Given data »
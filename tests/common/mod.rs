#![allow(dead_code)]

use chrono::NaiveDate;
use std::collections::HashMap;
use swingtrader::domain::backtest::MarketData;
use swingtrader::domain::config::BacktestConfig;
use swingtrader::domain::error::SwingtraderError;
pub use swingtrader::domain::ohlcv::OhlcvBar;
use swingtrader::ports::data_port::DataPort;

pub struct MockDataPort {
    pub data: HashMap<String, Vec<OhlcvBar>>,
    pub errors: HashMap<String, String>,
    pub sectors: HashMap<String, String>,
}

impl MockDataPort {
    pub fn new() -> Self {
        Self {
            data: HashMap::new(),
            errors: HashMap::new(),
            sectors: HashMap::new(),
        }
    }

    pub fn with_bars(mut self, code: &str, bars: Vec<OhlcvBar>) -> Self {
        self.data.insert(code.to_string(), bars);
        self
    }

    pub fn with_error(mut self, code: &str, reason: &str) -> Self {
        self.errors.insert(code.to_string(), reason.to_string());
        self
    }

    pub fn with_sector(mut self, code: &str, sector: &str) -> Self {
        self.sectors.insert(code.to_string(), sector.to_string());
        self
    }
}

impl DataPort for MockDataPort {
    fn fetch_ohlcv(
        &self,
        code: &str,
        start_date: NaiveDate,
        end_date: NaiveDate,
    ) -> Result<Vec<OhlcvBar>, SwingtraderError> {
        if let Some(reason) = self.errors.get(code) {
            return Err(SwingtraderError::Data {
                reason: reason.clone(),
            });
        }
        Ok(self
            .data
            .get(code)
            .map(|bars| {
                bars.iter()
                    .filter(|b| b.date >= start_date && b.date <= end_date)
                    .cloned()
                    .collect()
            })
            .unwrap_or_default())
    }

    fn list_symbols(&self) -> Result<Vec<String>, SwingtraderError> {
        let mut codes: Vec<String> = self
            .data
            .keys()
            .chain(self.errors.keys())
            .cloned()
            .collect();
        codes.sort();
        Ok(codes)
    }

    fn sector_map(&self) -> Result<HashMap<String, String>, SwingtraderError> {
        Ok(self.sectors.clone())
    }
}

pub fn date(y: i32, m: u32, d: u32) -> NaiveDate {
    NaiveDate::from_ymd_opt(y, m, d).unwrap()
}

/// Session `i` of the synthetic calendar (consecutive days from 2024-01-01).
pub fn day(i: usize) -> NaiveDate {
    date(2024, 1, 1) + chrono::Duration::days(i as i64)
}

pub fn make_bar(code: &str, i: usize, open: f64, high: f64, low: f64, close: f64, volume: i64) -> OhlcvBar {
    OhlcvBar {
        code: code.to_string(),
        date: day(i),
        open,
        high,
        low,
        close,
        volume,
    }
}

/// Steady uptrend that dips to its short EMA on every session on shrinking
/// volume: close = start + slope * i, open half a point under the close,
/// high half a point over it, low three points under it.
pub fn pullback_trend(code: &str, n: usize, start: f64, slope: f64) -> Vec<OhlcvBar> {
    (0..n)
        .map(|i| {
            let close = start + slope * i as f64;
            make_bar(
                code,
                i,
                close - 0.5,
                close + 0.5,
                close - 3.0,
                close,
                1_000_000 - 1_000 * i as i64,
            )
        })
        .collect()
}

/// Benchmark rising one point a session; bullish from the second session.
pub fn rising_benchmark(n: usize) -> Vec<OhlcvBar> {
    (0..n)
        .map(|i| {
            let close = 100.0 + i as f64;
            make_bar("SPY", i, close, close, close, close, 5_000_000)
        })
        .collect()
}

/// Short windows so the synthetic trends produce signals from session 2:
/// EMA(2) pullback, volume 1 vs 3, RSI(2) unrestricted, ATR(2) = 3.5 on
/// `pullback_trend` bars, stops up to 100% allowed, no slippage.
pub fn fast_config() -> BacktestConfig {
    let mut config = BacktestConfig::default();
    config.regime.benchmark = "SPY".into();
    config.regime.sma_short = 1;
    config.regime.sma_long = 2;

    config.universe.min_price = 1.0;
    config.universe.min_avg_volume = 0.0;
    config.universe.volume_avg_period = 1;
    config.universe.trend_sma_period = 2;

    config.ranking.lookback_short = 1;
    config.ranking.lookback_medium = 1;
    config.ranking.lookback_long = 2;

    config.entry.ema_period = 2;
    config.entry.volume_pullback_window = 1;
    config.entry.volume_baseline_window = 3;
    config.entry.rsi_period = 2;
    config.entry.rsi_lower = 0.0;
    config.entry.rsi_upper = 100.0;
    config.entry.max_gap_percent = 5.0;

    config.risk.atr_period = 2;
    config.risk.max_stop_percent = 100.0;

    config.simulation.slippage_pct = 0.0;
    config.simulation.commission_per_trade = 0.0;
    config.simulation.commission_pct = 0.0;
    config
}

pub fn market(benchmark: Vec<OhlcvBar>, instruments: Vec<(&str, &str, Vec<OhlcvBar>)>) -> MarketData {
    let mut data = MarketData {
        benchmark,
        ..MarketData::default()
    };
    for (code, sector, bars) in instruments {
        data.instruments.insert(code.to_string(), bars);
        data.sectors.insert(code.to_string(), sector.to_string());
    }
    data
}
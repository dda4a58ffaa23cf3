//! Per-instrument bar history with its precomputed indicator cache.

use crate::domain::indicator::{IndicatorSeries, IndicatorType, compute_indicators};
use crate::domain::ohlcv::OhlcvBar;
use chrono::NaiveDate;
use std::collections::HashMap;

pub const UNKNOWN_SECTOR: &str = "Unknown";

#[derive(Debug, Clone)]
pub struct CodeData {
    pub code: String,
    pub sector: String,
    pub ohlcv: Vec<OhlcvBar>,
    pub indicators: HashMap<IndicatorType, IndicatorSeries>,
    pub date_index: HashMap<NaiveDate, usize>,
}

impl CodeData {
    pub fn new(code: String, sector: String, ohlcv: Vec<OhlcvBar>) -> Self {
        let date_index = ohlcv
            .iter()
            .enumerate()
            .map(|(i, bar)| (bar.date, i))
            .collect();
        Self {
            code,
            sector,
            ohlcv,
            indicators: HashMap::new(),
            date_index,
        }
    }

    /// Compute every requested indicator once, aligned with `ohlcv`.
    pub fn with_indicators(mut self, types: &[IndicatorType]) -> Self {
        self.indicators = compute_indicators(&self.ohlcv, types);
        self
    }

    pub fn bar_count(&self) -> usize {
        self.ohlcv.len()
    }

    pub fn get_bar(&self, date: NaiveDate) -> Option<&OhlcvBar> {
        self.date_index.get(&date).map(|&i| &self.ohlcv[i])
    }

    pub fn get_bar_index(&self, date: NaiveDate) -> Option<usize> {
        self.date_index.get(&date).copied()
    }

    /// Valid indicator value at bar index `idx`.
    pub fn indicator(&self, indicator_type: IndicatorType, idx: usize) -> Option<f64> {
        self.indicators
            .get(&indicator_type)
            .and_then(|series| series.value_at(idx))
    }

    /// Close `lookback` bars before `idx`.
    pub fn close_back(&self, idx: usize, lookback: usize) -> Option<f64> {
        idx.checked_sub(lookback).map(|i| self.ohlcv[i].close)
    }
}
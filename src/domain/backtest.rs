//! Backtest engine and daily event loop.
//!
//! One run is a pure function of market data and configuration. Each day:
//! 1. fill entries queued at the previous close, at today's open
//! 2. resolve exits on open positions in insertion order
//! 3. ratchet trailing stops on the survivors
//! 4. if the regime is bullish: filter, rank, trigger, admit up to capacity
//! 5. record the end-of-day snapshot

use chrono::NaiveDate;
use log::{debug, info, warn};
use serde::Serialize;
use std::collections::{BTreeMap, HashMap, HashSet};
use std::fmt;
use std::sync::atomic::{AtomicBool, Ordering};

use crate::domain::code_data::{CodeData, UNKNOWN_SECTOR};
use crate::domain::config::BacktestConfig;
use crate::domain::config_validation::validate_config;
use crate::domain::entry_trigger::{self, Signal, scan_watchlist};
use crate::domain::error::SwingtraderError;
use crate::domain::execution::{EntryRejection, ExecutionConfig, enter_long, exit_position};
use crate::domain::indicator::IndicatorType;
use crate::domain::momentum::{WatchlistEntry, rank_instruments};
use crate::domain::ohlcv::OhlcvBar;
use crate::domain::portfolio::{PendingEntry, Portfolio};
use crate::domain::regime::{RegimeState, compute_regime};
use crate::domain::risk::{trailing_atr, update_trailing_stop};
use crate::domain::universe_filter::{self, filter_universe};

/// Immutable inputs shared by every run.
#[derive(Debug, Clone, Default)]
pub struct MarketData {
    pub benchmark: Vec<OhlcvBar>,
    pub instruments: BTreeMap<String, Vec<OhlcvBar>>,
    pub sectors: HashMap<String, String>,
}

impl MarketData {
    pub fn sector_of(&self, code: &str) -> &str {
        self.sectors
            .get(code)
            .map(String::as_str)
            .unwrap_or(UNKNOWN_SECTOR)
    }
}

#[derive(Debug, Clone, Copy, PartialEq, Eq, Serialize)]
#[serde(rename_all = "snake_case")]
pub enum RejectionKind {
    MissingBar,
    Gap,
    Sizing,
    InsufficientCash,
    PositionLimit,
    SectorLimit,
}

impl fmt::Display for RejectionKind {
    fn fmt(&self, f: &mut fmt::Formatter<'_>) -> fmt::Result {
        let s = match self {
            RejectionKind::MissingBar => "missing_bar",
            RejectionKind::Gap => "gap",
            RejectionKind::Sizing => "sizing",
            RejectionKind::InsufficientCash => "insufficient_cash",
            RejectionKind::PositionLimit => "position_limit",
            RejectionKind::SectorLimit => "sector_limit",
        };
        write!(f, "{s}")
    }
}

#[derive(Debug, Clone, PartialEq, Serialize)]
pub struct Rejection {
    pub date: NaiveDate,
    pub code: String,
    pub kind: RejectionKind,
    pub detail: String,
}

/// Audit trail for one simulated day.
#[derive(Debug, Clone, PartialEq)]
pub struct DayLog {
    pub date: NaiveDate,
    pub bullish: bool,
    pub watchlist: Vec<WatchlistEntry>,
    /// Signals admitted for a fill at the next open.
    pub signals: Vec<Signal>,
    pub rejections: Vec<Rejection>,
}

impl DayLog {
    fn new(date: NaiveDate, bullish: bool) -> Self {
        DayLog {
            date,
            bullish,
            watchlist: Vec::new(),
            signals: Vec::new(),
            rejections: Vec::new(),
        }
    }

    fn reject(&mut self, code: &str, kind: RejectionKind, detail: String) {
        debug!("{} {}: rejected ({}: {})", self.date, code, kind, detail);
        self.rejections.push(Rejection {
            date: self.date,
            code: code.to_string(),
            kind,
            detail,
        });
    }
}

#[derive(Debug, Clone)]
pub struct BacktestResult {
    pub portfolio: Portfolio,
    pub daily_log: Vec<DayLog>,
    pub regime: Vec<RegimeState>,
    /// False when the run was cancelled before the last day.
    pub completed: bool,
}

/// Indicators each instrument needs for one configuration.
pub fn required_indicators(config: &BacktestConfig) -> Vec<IndicatorType> {
    let mut types = universe_filter::required_indicators(&config.universe);
    types.extend(entry_trigger::required_indicators(
        &config.entry,
        config.risk.atr_period,
    ));
    types
}

pub fn run_backtest(
    data: &MarketData,
    config: &BacktestConfig,
) -> Result<BacktestResult, SwingtraderError> {
    run_backtest_with_cancel(data, config, None)
}

/// Run the simulation, checking `cancel` between days.
pub fn run_backtest_with_cancel(
    data: &MarketData,
    config: &BacktestConfig,
    cancel: Option<&AtomicBool>,
) -> Result<BacktestResult, SwingtraderError> {
    validate_config(config)?;
    let sim = &config.simulation;

    let regime: Vec<RegimeState> = compute_regime(&data.benchmark, &config.regime)
        .into_iter()
        .filter(|r| r.date >= sim.start_date && r.date <= sim.end_date)
        .collect();
    if regime.is_empty() {
        return Err(SwingtraderError::NoTradingDays {
            start: sim.start_date,
            end: sim.end_date,
        });
    }

    let benchmark = CodeData::new(
        config.regime.benchmark.clone(),
        String::new(),
        data.benchmark.clone(),
    );
    let types = required_indicators(config);
    let instruments: Vec<CodeData> = data
        .instruments
        .iter()
        .map(|(code, bars)| {
            CodeData::new(code.clone(), data.sector_of(code).to_string(), bars.clone())
                .with_indicators(&types)
        })
        .collect();

    let mut engine = Engine {
        config,
        exec: ExecutionConfig::from(sim),
        benchmark: &benchmark,
        instruments: &instruments,
        lookup: instruments.iter().map(|cd| (cd.code.as_str(), cd)).collect(),
        portfolio: Portfolio::new(sim.initial_capital),
        last_entry_day: HashMap::new(),
    };

    let mut daily_log = Vec::with_capacity(regime.len());
    let mut completed = true;

    for (day, state) in regime.iter().enumerate() {
        if cancel.is_some_and(|flag| flag.load(Ordering::Relaxed)) {
            warn!("backtest cancelled at {}", state.date);
            completed = false;
            break;
        }
        daily_log.push(engine.step(day, state));
    }

    let mut portfolio = engine.portfolio;
    if !portfolio.pending.is_empty() {
        debug!(
            "discarding {} entries queued on the last day",
            portfolio.pending.len()
        );
        portfolio.pending.clear();
    }

    info!(
        "backtest complete: {} days, {} trades, {} open, final equity {:.2}",
        daily_log.len(),
        portfolio.closed_trades.len(),
        portfolio.position_count(),
        portfolio.final_equity()
    );

    Ok(BacktestResult {
        portfolio,
        daily_log,
        regime,
        completed,
    })
}

struct Engine<'a> {
    config: &'a BacktestConfig,
    exec: ExecutionConfig,
    benchmark: &'a CodeData,
    instruments: &'a [CodeData],
    lookup: HashMap<&'a str, &'a CodeData>,
    portfolio: Portfolio,
    last_entry_day: HashMap<String, usize>,
}

impl<'a> Engine<'a> {
    fn step(&mut self, day: usize, state: &RegimeState) -> DayLog {
        let date = state.date;
        let mut log = DayLog::new(date, state.bullish);

        self.fill_pending(day, date, &mut log);
        let closed_today = self.process_exits(date);
        self.update_trailing(date);
        if state.bullish {
            self.scan_for_entries(day, date, &closed_today, &mut log);
        }
        self.portfolio.record_snapshot(date, state.bullish);

        log
    }

    fn fill_pending(&mut self, day: usize, date: NaiveDate, log: &mut DayLog) {
        let pending = std::mem::take(&mut self.portfolio.pending);

        for entry in pending {
            let Some(bar) = self.lookup.get(entry.code.as_str()).and_then(|d| d.get_bar(date))
            else {
                log.reject(&entry.code, RejectionKind::MissingBar, "no bar at fill".into());
                continue;
            };

            let sizing_equity = self.portfolio.total_equity();
            match enter_long(
                &mut self.portfolio,
                &entry,
                bar,
                sizing_equity,
                self.config.entry.max_gap_percent,
                &self.config.risk,
                &self.exec,
            ) {
                Ok(fill) => {
                    debug!(
                        "{} {}: filled {} @ {:.2}",
                        date, entry.code, fill.shares, fill.execution_price
                    );
                    self.last_entry_day.insert(entry.code.clone(), day);
                }
                Err(rejection) => {
                    let kind = match rejection {
                        EntryRejection::GapTooLarge { .. } => RejectionKind::Gap,
                        EntryRejection::Sizing(_) => RejectionKind::Sizing,
                        EntryRejection::InsufficientCash { .. } => RejectionKind::InsufficientCash,
                    };
                    log.reject(&entry.code, kind, rejection.to_string());
                }
            }
        }
    }

    fn process_exits(&mut self, date: NaiveDate) -> HashSet<String> {
        let time_stop_days = self.config.risk.time_stop_days;
        let mut closed = HashSet::new();
        let mut i = 0;

        while i < self.portfolio.positions.len() {
            let position = &mut self.portfolio.positions[i];
            let Some(bar) = self
                .lookup
                .get(position.code.as_str())
                .and_then(|d| d.get_bar(date))
            else {
                i += 1;
                continue;
            };

            if position.entry_date < date {
                position.sessions_held += 1;
            }

            match position.check_exit(bar, time_stop_days) {
                Some(decision) => {
                    if let Some(trade) =
                        exit_position(&mut self.portfolio, i, decision, date, &self.exec)
                    {
                        debug!(
                            "{} {}: {} @ {:.2}, pnl {:.2}",
                            date, trade.code, trade.exit_reason, trade.exit_price, trade.pnl
                        );
                        closed.insert(trade.code);
                    }
                }
                None => i += 1,
            }
        }

        closed
    }

    fn update_trailing(&mut self, date: NaiveDate) {
        let risk = &self.config.risk;
        for position in &mut self.portfolio.positions {
            let Some(data) = self.lookup.get(position.code.as_str()) else {
                continue;
            };
            let Some(idx) = data.get_bar_index(date) else {
                continue;
            };
            let bar = &data.ohlcv[idx];
            let current_atr = data.indicator(IndicatorType::Atr(risk.atr_period), idx);
            let atr = trailing_atr(position, current_atr, risk.trailing_atr_mode);
            update_trailing_stop(position, bar.high, atr, risk);
            position.last_price = bar.close;
        }
    }

    fn is_blocked(&self, code: &str, day: usize, closed_today: &HashSet<String>) -> bool {
        if self.portfolio.has_position(code)
            || self.portfolio.has_pending(code)
            || closed_today.contains(code)
        {
            return true;
        }
        let cooldown = self.config.entry.reentry_cooldown_days;
        self.last_entry_day
            .get(code)
            .is_some_and(|&entered| day - entered < cooldown)
    }

    fn scan_for_entries(
        &mut self,
        day: usize,
        date: NaiveDate,
        closed_today: &HashSet<String>,
        log: &mut DayLog,
    ) {
        let eligible = filter_universe(self.instruments, date, &self.config.universe);
        let watchlist = rank_instruments(&eligible, self.benchmark, date, &self.config.ranking);

        let signals = scan_watchlist(
            &watchlist,
            &self.lookup,
            date,
            &self.config.entry,
            self.config.risk.atr_period,
            |code| self.is_blocked(code, day, closed_today),
        );

        let max_positions = self.config.risk.max_positions;
        let max_sector = self.config.risk.max_sector_positions;

        for signal in signals {
            if self.portfolio.committed_count() >= max_positions {
                log.reject(
                    &signal.code,
                    RejectionKind::PositionLimit,
                    format!("{max_positions} positions committed"),
                );
                continue;
            }
            if self.portfolio.committed_sector_count(&signal.sector) >= max_sector {
                log.reject(
                    &signal.code,
                    RejectionKind::SectorLimit,
                    format!("{max_sector} positions committed in {}", signal.sector),
                );
                continue;
            }

            self.portfolio.pending.push(PendingEntry {
                code: signal.code.clone(),
                sector: signal.sector.clone(),
                signal_date: date,
                signal_close: signal.signal_close,
                atr: signal.atr,
                rank: signal.rank,
            });
            log.signals.push(signal);
        }

        log.watchlist = watchlist;
    }
}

Required work » The answer is each line in which the word "SwingtraderError" occurs, copied from the material above.

Problem solution »
use swingtrader::domain::error::SwingtraderError;
    ) -> Result<Vec<OhlcvBar>, SwingtraderError> {
            return Err(SwingtraderError::Data {
    fn list_symbols(&self) -> Result<Vec<String>, SwingtraderError> {
    fn sector_map(&self) -> Result<HashMap<String, String>, SwingtraderError> {
use crate::domain::error::SwingtraderError;
) -> Result<BacktestResult, SwingtraderError> {
) -> Result<BacktestResult, SwingtraderError> {
        return Err(SwingtraderError::NoTradingDays {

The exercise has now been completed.